Landestheater Schwaben in Memmingen, dem die Jury „eine umfassende Erneuerung und Wiederbelebung“ bescheinigt: „mit einem leidenschaftlichen und politischen Spielplan, einer großangelegten Öffnung in die Stadt und über sie hinaus und mit einem starken Fokus auf das Junge Theater.“

Ringlokschuppen Ruhr in Mülheim, in dem die Jury „eines der wichtigsten freien Produktionshäuser der Republik“ erkennt. „In den vergangenen 15 Jahren hat er sich von einem soziokulturell geprägten Ort, an dem es immer auch Theater gab, zu einem fixen Knotenpunkt im Netzwerk der Performing Arts entwickelt.“

Theater Rampe in Stuttgart, laut Jury ein „Stadttheater neuen Typs im besten Sinne“, dem es gelinge, „vielfältige Verbindungslinien herzustellen, zu staatlichen Theatern ebenso wie vor allem zur lokalen und überregionalen Szene der freien darstellenden Künste, für die es vitaler Impulsgeber ist.“

Der Preis, der zum dritten Mal vergeben wird, unterscheidet sich von den meisten anderen Preisen durch sein sehr spezielles und inzwischen auch klar definiertes Profil: Er richtet sich ausdrücklich nicht an die Größten und Schönsten und Reichsten, sondern an kleine und mittlere Theater jenseits der Metropolen, die mit ihren Theaterproduktionen, Gastspielen und partizipativen Projekten in die Stadtgesellschaft hineinwirken.
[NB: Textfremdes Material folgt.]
//! Kernel uinput backend.
//!
//! Creates a virtual G29-class joystick through `/dev/uinput` and renders
//! the kernel's force-feedback traffic (constant-effect upload/play/stop,
//! autocenter, gain) into the canonical command packets the engine's parser
//! understands. A backend-owned reader thread polls the uinput fd so FFB
//! delivery never blocks report emission.

use std::collections::BTreeSet;
use std::os::unix::io::{AsRawFd, RawFd};
use std::sync::atomic::{AtomicBool, Ordering};
use std::sync::Arc;
use std::thread;

use evdev::uinput::{UInputEvent, VirtualDevice, VirtualDeviceBuilder};
use evdev::{
    AbsInfo, AbsoluteAxisType, AttributeSet, BusType, EventType, FFEffectKind, FFEffectType,
    InputEvent, InputEventKind, InputId, Key, UInputEventType, UinputAbsSetup,
};
use parking_lot::Mutex;
use tracing::{debug, info, warn};

use hid_wheel_protocol::{
    commands, encode_input_report, WheelButton, WheelReport, WHEEL_PRODUCT_ID, WHEEL_VENDOR_ID,
    BUTTON_COUNT, INPUT_REPORT_LEN,
};
use openwheel_errors::{DeviceError, DeviceResult};

use super::{FfbCallback, HidBackend};

const DEVICE_NAME: &str = "OpenWheel Racing Wheel";
const MAX_EFFECTS: usize = 16;
const CANONICAL_PACKET_LEN: usize = 7;
const FFB_POLL_INTERVAL_MS: i32 = 100;

/// EV_FF codes carrying device-global parameters rather than effect ids.
const FF_GAIN_CODE: u16 = 0x60;
const FF_AUTOCENTER_CODE: u16 = 0x61;

struct Inner {
    device: Mutex<VirtualDevice>,
    fd: RawFd,
}

/// Virtual wheel bound through kernel uinput.
pub struct UinputBackend {
    inner: Option<Arc<Inner>>,
    callback: Option<FfbCallback>,
    reader: Option<thread::JoinHandle<()>>,
    running: Arc<AtomicBool>,
    last_report: Option<WheelReport>,
}

impl UinputBackend {
    /// Create an unbound backend; [`HidBackend::initialize`] performs the
    /// privileged work.
    pub fn new() -> Self {
        Self {
            inner: None,
            callback: None,
            reader: None,
            running: Arc::new(AtomicBool::new(false)),
            last_report: None,
        }
    }

    fn build_device() -> std::io::Result<VirtualDevice> {
        let mut keys = AttributeSet::<Key>::new();
        for button in WheelButton::ALL {
            keys.insert(button_key(button));
        }

        let steering = UinputAbsSetup::new(
            AbsoluteAxisType::ABS_X,
            AbsInfo::new(0x8000, 0, 65535, 16, 128, 0),
        );
        let pedal = |axis| UinputAbsSetup::new(axis, AbsInfo::new(65535, 0, 65535, 0, 0, 0));
        let hat = |axis| UinputAbsSetup::new(axis, AbsInfo::new(0, -1, 1, 0, 0, 0));

        VirtualDeviceBuilder::new()?
            .name(DEVICE_NAME)
            .input_id(InputId::new(
                BusType::BUS_USB,
                WHEEL_VENDOR_ID,
                WHEEL_PRODUCT_ID,
                0x0111,
            ))
            .with_keys(&keys)?
            .with_absolute_axis(&steering)?
            .with_absolute_axis(&pedal(AbsoluteAxisType::ABS_Y))?
            .with_absolute_axis(&pedal(AbsoluteAxisType::ABS_Z))?
            .with_absolute_axis(&pedal(AbsoluteAxisType::ABS_RZ))?
            .with_absolute_axis(&hat(AbsoluteAxisType::ABS_HAT0X))?
            .with_absolute_axis(&hat(AbsoluteAxisType::ABS_HAT0Y))?
            .with_ff(&AttributeSet::from_iter([
                FFEffectType::FF_CONSTANT,
                FFEffectType::FF_AUTOCENTER,
                FFEffectType::FF_GAIN,
            ]))?
            .with_ff_effects_max(MAX_EFFECTS as u32)
            .build()
    }

    fn spawn_reader(&mut self) {
        let (Some(inner), Some(callback)) = (self.inner.clone(), self.callback.clone()) else {
            return;
        };
        if self.reader.is_some() {
            return;
        }
        self.running.store(true, Ordering::Release);
        let running = self.running.clone();
        match thread::Builder::new()
            .name("uinput-ffb".into())
            .spawn(move || ffb_reader(inner, callback, running))
        {
            Ok(handle) => self.reader = Some(handle),
            Err(err) => warn!(error = %err, "failed to start FFB reader thread"),
        }
    }
}

impl Default for UinputBackend {
    fn default() -> Self {
        Self::new()
    }
}

impl HidBackend for UinputBackend {
    fn initialize(&mut self) -> DeviceResult<()> {
        if self.inner.is_some() {
            return Ok(());
        }
        let device = Self::build_device().map_err(|err| {
            if err.kind() == std::io::ErrorKind::PermissionDenied {
                DeviceError::permission_denied("/dev/uinput")
            } else {
                DeviceError::open("/dev/uinput", err)
            }
        })?;

        let fd = device.as_raw_fd();
        set_nonblocking(fd);

        info!(name = DEVICE_NAME, "virtual wheel created");
        self.inner = Some(Arc::new(Inner {
            device: Mutex::new(device),
            fd,
        }));
        self.spawn_reader();
        Ok(())
    }

    fn update(&mut self, report: &WheelReport) -> DeviceResult<()> {
        let inner = self
            .inner
            .as_ref()
            .ok_or_else(|| DeviceError::not_found("virtual wheel not initialized"))?;

        if self.last_report.as_ref() == Some(report) {
            return Ok(());
        }

        // Render through the wire encoder so uinput and the report
        // descriptor agree on scaling.
        let mut wire = [0u8; INPUT_REPORT_LEN];
        encode_input_report(report, &mut wire);
        let steering = u16::from_le_bytes([wire[0], wire[1]]) as i32;
        let clutch = u16::from_le_bytes([wire[2], wire[3]]) as i32;
        let throttle = u16::from_le_bytes([wire[4], wire[5]]) as i32;
        let brake = u16::from_le_bytes([wire[6], wire[7]]) as i32;
        let bits = u32::from_le_bytes([wire[9], wire[10], wire[11], wire[12]]);

        let mut events = Vec::with_capacity(BUTTON_COUNT + 6);
        let abs = EventType::ABSOLUTE;
        events.push(InputEvent::new(abs, AbsoluteAxisType::ABS_X.0, steering));
        events.push(InputEvent::new(abs, AbsoluteAxisType::ABS_Y.0, clutch));
        events.push(InputEvent::new(abs, AbsoluteAxisType::ABS_Z.0, throttle));
        events.push(InputEvent::new(abs, AbsoluteAxisType::ABS_RZ.0, brake));
        events.push(InputEvent::new(
            abs,
            AbsoluteAxisType::ABS_HAT0X.0,
            report.dpad_x as i32,
        ));
        events.push(InputEvent::new(
            abs,
            AbsoluteAxisType::ABS_HAT0Y.0,
            report.dpad_y as i32,
        ));
        for (slot, button) in WheelButton::ALL.iter().enumerate() {
            events.push(InputEvent::new(
                EventType::KEY,
                button_key(*button).code(),
                ((bits >> slot) & 1) as i32,
            ));
        }

        inner
            .device
            .lock()
            .emit(&events)
            .map_err(|err| DeviceError::io("uinput", err))?;
        self.last_report = Some(*report);
        Ok(())
    }

    fn register_ffb_callback(&mut self, callback: FfbCallback) {
        self.callback = Some(callback);
        self.spawn_reader();
    }

    fn shutdown(&mut self) {
        self.running.store(false, Ordering::Release);
        if let Some(handle) = self.reader.take() {
            let _ = handle.join();
        }
        if self.inner.take().is_some() {
            info!("virtual wheel released");
        }
        self.last_report = None;
    }
}

impl Drop for UinputBackend {
    fn drop(&mut self) {
        self.shutdown();
    }
}

/// Translation state of the FFB reader thread.
struct EffectTranslator {
    free_ids: BTreeSet<u16>,
    /// Most recently uploaded constant-force level.
    level: i16,
    playing: bool,
}

impl EffectTranslator {
    fn new() -> Self {
        Self {
            free_ids: (0..MAX_EFFECTS as u16).collect(),
            level: 0,
            playing: false,
        }
    }

    fn constant_packet(&self) -> [u8; CANONICAL_PACKET_LEN] {
        // Same scaling as the kernel lg4ff driver: signed level to an
        // unsigned magnitude byte centered on 0x80.
        let magnitude = ((self.level as i32 + 0x8000) >> 8) as u8;
        [
            commands::CONSTANT_FORCE,
            0x08,
            magnitude,
            0x80,
            0x00,
            0x00,
            0x00,
        ]
    }
}

fn stop_packet() -> [u8; CANONICAL_PACKET_LEN] {
    [commands::STOP_FORCE, 0, 0, 0, 0, 0, 0]
}

fn autocenter_packet(value: i32) -> [u8; CANONICAL_PACKET_LEN] {
    if value <= 0 {
        return [commands::DISABLE_AUTOCENTER, 0, 0, 0, 0, 0, 0];
    }
    let strength = (value.clamp(0, 0xFFFF) >> 8) as u8;
    [
        commands::SET_AUTOCENTER,
        commands::SET_AUTOCENTER_SPRING,
        strength,
        strength,
        0x00,
        0x00,
        0x00,
    ]
}

fn ffb_reader(inner: Arc<Inner>, callback: FfbCallback, running: Arc<AtomicBool>) {
    let mut translator = EffectTranslator::new();

    while running.load(Ordering::Acquire) {
        if !wait_readable(inner.fd, FFB_POLL_INTERVAL_MS) {
            continue;
        }

        let mut packets: Vec<[u8; CANONICAL_PACKET_LEN]> = Vec::new();
        {
            let mut device = inner.device.lock();
            let events: Vec<UInputEvent> = match device.fetch_events() {
                Ok(events) => events.collect(),
                Err(err)
                    if err.kind() == std::io::ErrorKind::WouldBlock
                        || err.kind() == std::io::ErrorKind::Interrupted =>
                {
                    continue
                }
                Err(err) => {
                    warn!(error = %err, "FFB event read failed");
                    continue;
                }
            };

            for event in events {
                if let Err(err) = translate_event(&mut device, event, &mut translator, &mut packets)
                {
                    warn!(error = %err, "FFB event handling failed");
                }
            }
        }

        for packet in &packets {
            callback(packet);
        }
    }
}

fn ff_error_to_io(err: evdev::Error) -> std::io::Error {
    std::io::Error::new(std::io::ErrorKind::Other, err)
}

fn translate_event(
    device: &mut VirtualDevice,
    event: UInputEvent,
    translator: &mut EffectTranslator,
    packets: &mut Vec<[u8; CANONICAL_PACKET_LEN]>,
) -> std::io::Result<()> {
    match event.kind() {
        InputEventKind::UInput(code) if code == UInputEventType::UI_FF_UPLOAD.0 => {
            let mut upload = device.process_ff_upload(event).map_err(ff_error_to_io)?;
            if let FFEffectKind::Constant { level, .. } = upload.effect().kind {
                translator.level = level;
                if translator.playing {
                    packets.push(translator.constant_packet());
                }
            } else {
                // Only constant force maps onto the canonical set; other
                // effect types are accepted as no-ops.
                debug!("accepting unsupported effect type as a no-op");
            }
            match translator.free_ids.iter().next().copied() {
                Some(id) => {
                    translator.free_ids.remove(&id);
                    upload.set_effect_id(id as i16);
                    upload.set_retval(0);
                }
                None => upload.set_retval(-1),
            }
        }
        InputEventKind::UInput(code) if code == UInputEventType::UI_FF_ERASE.0 => {
            let erase = device.process_ff_erase(event).map_err(ff_error_to_io)?;
            translator.free_ids.insert(erase.effect_id() as u16);
        }
        InputEventKind::ForceFeedback(code) if code == FF_AUTOCENTER_CODE => {
            packets.push(autocenter_packet(event.value()));
        }
        InputEventKind::ForceFeedback(code) if code == FF_GAIN_CODE => {
            // Global gain is fixed from configuration; the host's request is
            // acknowledged by the kernel and intentionally not rendered.
            debug!(value = event.value(), "ignoring host FF_GAIN request");
        }
        InputEventKind::ForceFeedback(_effect_id) => {
            if event.value() != 0 {
                translator.playing = true;
                packets.push(translator.constant_packet());
            } else {
                translator.playing = false;
                packets.push(stop_packet());
            }
        }
        _ => {}
    }
    Ok(())
}

fn button_key(button: WheelButton) -> Key {
    match button {
        WheelButton::Trigger => Key::BTN_TRIGGER,
        WheelButton::Thumb => Key::BTN_THUMB,
        WheelButton::Thumb2 => Key::BTN_THUMB2,
        WheelButton::Top => Key::BTN_TOP,
        WheelButton::Top2 => Key::BTN_TOP2,
        WheelButton::Pinkie => Key::BTN_PINKIE,
        WheelButton::Base => Key::BTN_BASE,
        WheelButton::Base2 => Key::BTN_BASE2,
        WheelButton::Base3 => Key::BTN_BASE3,
        WheelButton::Base4 => Key::BTN_BASE4,
        WheelButton::Base5 => Key::BTN_BASE5,
        WheelButton::Base6 => Key::BTN_BASE6,
        WheelButton::Dead => Key::BTN_DEAD,
        WheelButton::TriggerHappy1 => Key::BTN_TRIGGER_HAPPY1,
        WheelButton::TriggerHappy2 => Key::BTN_TRIGGER_HAPPY2,
        WheelButton::TriggerHappy3 => Key::BTN_TRIGGER_HAPPY3,
        WheelButton::TriggerHappy4 => Key::BTN_TRIGGER_HAPPY4,
        WheelButton::TriggerHappy5 => Key::BTN_TRIGGER_HAPPY5,
        WheelButton::TriggerHappy6 => Key::BTN_TRIGGER_HAPPY6,
        WheelButton::TriggerHappy7 => Key::BTN_TRIGGER_HAPPY7,
        WheelButton::TriggerHappy8 => Key::BTN_TRIGGER_HAPPY8,
        WheelButton::TriggerHappy9 => Key::BTN_TRIGGER_HAPPY9,
        WheelButton::TriggerHappy10 => Key::BTN_TRIGGER_HAPPY10,
        WheelButton::TriggerHappy11 => Key::BTN_TRIGGER_HAPPY11,
        WheelButton::TriggerHappy12 => Key::BTN_TRIGGER_HAPPY12,
    }
}

fn set_nonblocking(fd: RawFd) {
    unsafe {
        let flags = libc::fcntl(fd, libc::F_GETFL);
        if flags >= 0 {
            libc::fcntl(fd, libc::F_SETFL, flags | libc::O_NONBLOCK);
        }
    }
}

fn wait_readable(fd: RawFd, timeout_ms: i32) -> bool {
    let mut pfd = libc::pollfd {
        fd,
        events: libc::POLLIN,
        revents: 0,
    };
    let ret = unsafe { libc::poll(&mut pfd, 1, timeout_ms) };
    ret > 0 && (pfd.revents & libc::POLLIN) != 0
}

#[cfg(test)]
mod tests {
    use super::*;

    #[test]
    fn test_constant_level_scaling_matches_parser() {
        let mut translator = EffectTranslator::new();

        translator.level = 0;
        assert_eq!(translator.constant_packet()[2], 0x80);

        translator.level = i16::MAX;
        assert_eq!(translator.constant_packet()[2], 0xFF);

        translator.level = i16::MIN;
        assert_eq!(translator.constant_packet()[2], 0x00);
    }

    #[test]
    fn test_autocenter_packet_scaling() {
        assert_eq!(autocenter_packet(0)[0], commands::DISABLE_AUTOCENTER);
        let full = autocenter_packet(0xFFFF);
        assert_eq!(full[0], commands::SET_AUTOCENTER);
        assert_eq!(full[1], commands::SET_AUTOCENTER_SPRING);
        assert_eq!(full[2], 0xFF);
        let half = autocenter_packet(0x8000);
        assert_eq!(half[2], 0x80);
    }

    #[test]
    fn test_stop_packet_shape() {
        assert_eq!(stop_packet()[0], commands::STOP_FORCE);
    }
}
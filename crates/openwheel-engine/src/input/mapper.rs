//! Per-tick translation of key state into logical wheel input.

use evdev::Key;

use hid_wheel_protocol::WheelButton;

use crate::input::InputReader;
use crate::state::{InputFrame, LogicalControls};

/// The configured key map driving pedals, D-pad, and button slots.
#[derive(Debug, Clone)]
pub struct WheelMapping {
    /// Key held for full throttle.
    pub throttle_key: u16,
    /// Key held for full brake.
    pub brake_key: u16,
    /// Key held for full clutch.
    pub clutch_key: u16,
    /// D-pad up key.
    pub dpad_up: u16,
    /// D-pad down key.
    pub dpad_down: u16,
    /// D-pad left key.
    pub dpad_left: u16,
    /// D-pad right key.
    pub dpad_right: u16,
    /// `(keyboard key, virtual button slot)` pairs.
    pub buttons: Vec<(u16, WheelButton)>,
}

impl Default for WheelMapping {
    fn default() -> Self {
        Self {
            throttle_key: Key::KEY_W.code(),
            brake_key: Key::KEY_S.code(),
            clutch_key: Key::KEY_A.code(),
            dpad_up: Key::KEY_UP.code(),
            dpad_down: Key::KEY_DOWN.code(),
            dpad_left: Key::KEY_LEFT.code(),
            dpad_right: Key::KEY_RIGHT.code(),
            buttons: vec![
                (Key::KEY_Q.code(), WheelButton::Trigger),
                (Key::KEY_E.code(), WheelButton::Thumb),
                (Key::KEY_F.code(), WheelButton::Thumb2),
                (Key::KEY_G.code(), WheelButton::Top),
                (Key::KEY_H.code(), WheelButton::Top2),
            ],
        }
    }
}

/// Derives one [`InputFrame`] per tick from the reader's key state.
pub struct InputMapper {
    mapping: WheelMapping,
}

impl InputMapper {
    /// Build a mapper over the configured map.
    pub fn new(mapping: WheelMapping) -> Self {
        Self { mapping }
    }

    /// Map the current tick.
    pub fn frame(&self, reader: &InputReader, mouse_dx: i32, toggle_pressed: bool) -> InputFrame {
        self.frame_from_keys(&|code| reader.key_held(code), mouse_dx, toggle_pressed)
    }

    /// Map from an arbitrary key-state lookup.
    pub fn frame_from_keys(
        &self,
        key_held: &dyn Fn(u16) -> bool,
        mouse_dx: i32,
        toggle_pressed: bool,
    ) -> InputFrame {
        let mapping = &self.mapping;

        let mut logical = LogicalControls {
            throttle: key_held(mapping.throttle_key),
            brake: key_held(mapping.brake_key),
            clutch: key_held(mapping.clutch_key),
            ..LogicalControls::default()
        };
        for (key, button) in &mapping.buttons {
            logical.buttons[button.index()] = key_held(*key) as u8;
        }

        // Opposing keys held together cancel to zero on that axis.
        let dpad_x = key_held(mapping.dpad_right) as i8 - key_held(mapping.dpad_left) as i8;
        let dpad_y = key_held(mapping.dpad_down) as i8 - key_held(mapping.dpad_up) as i8;

        InputFrame {
            mouse_dx,
            logical,
            dpad_x,
            dpad_y,
            toggle_pressed,
        }
    }
}

#[cfg(test)]
mod tests {
    use super::*;
    use std::collections::HashSet;

    fn held(codes: &[Key]) -> HashSet<u16> {
        codes.iter().map(|k| k.code()).collect()
    }

    #[test]
    fn test_pedals_follow_configured_keys() {
        let mapper = InputMapper::new(WheelMapping::default());
        let keys = held(&[Key::KEY_W, Key::KEY_A]);
        let frame = mapper.frame_from_keys(&|code| keys.contains(&code), 0, false);
        assert!(frame.logical.throttle);
        assert!(!frame.logical.brake);
        assert!(frame.logical.clutch);
    }

    #[test]
    fn test_buttons_follow_mapping() {
        let mapper = InputMapper::new(WheelMapping::default());
        let keys = held(&[Key::KEY_Q]);
        let frame = mapper.frame_from_keys(&|code| keys.contains(&code), 0, false);
        assert_eq!(frame.logical.buttons[WheelButton::Trigger.index()], 1);
        assert_eq!(frame.logical.buttons[WheelButton::Thumb.index()], 0);
    }

    #[test]
    fn test_opposing_dpad_keys_cancel() {
        let mapper = InputMapper::new(WheelMapping::default());
        let keys = held(&[Key::KEY_LEFT, Key::KEY_RIGHT, Key::KEY_UP]);
        let frame = mapper.frame_from_keys(&|code| keys.contains(&code), 0, false);
        assert_eq!(frame.dpad_x, 0);
        assert_eq!(frame.dpad_y, -1);
    }

    #[test]
    fn test_mouse_delta_passes_through() {
        let mapper = InputMapper::new(WheelMapping::default());
        let frame = mapper.frame_from_keys(&|_| false, -37, true);
        assert_eq!(frame.mouse_dx, -37);
        assert!(frame.toggle_pressed);
    }
}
Organisatorisch betreut wird die Preisvergabe vom Internationalen Theaterinstitut – Zentrum Deutschland (ITI), Mitglieder der Jury waren diesmal: Jörg Albrecht (Leitung Burg Hülshoff – Center for Literature), Sophie Diesselhorst (Redaktion nachtkritik.de), Dorte Lena Eilers (Redaktion Theater der Zeit), Bettina Jahnke (Intendanz Hans Otto Theater Potsdam), Ulrike Kolter (Redaktion DIE DEUTSCHE BÜHNE), Matthias Schulze-Kraft (Künstlerische Leitung Lichthof Theater Hamburg). Die ausführlichen Begründungen der Jury, aus denen oben zitiert wurde, stehen hier.

Die Preisverleihung findet am 27. Mai 2019 im Theater Gera (Gewinner des Theaterpreises 2017) statt. Sie wird umrahmt von der Theatertagung Dialog mit der Stadtgesellschaft. Organisiert in Kooperation mit dem Deutschen Bühnenverein und dem Bundesverband Freie Darstellende Künste, bringt die Tagung Stadt- und Staatstheater, Gastspiel-Theater der INTHEGA (Interessengemeinschaft der Städte mit Theatergastspielen) sowie freie Spielstätten und Theaterschaffende zusammen. Darunter auch Preisträger aller drei Theaterpreis-Jahrgänge 2015, 2017 und 2019.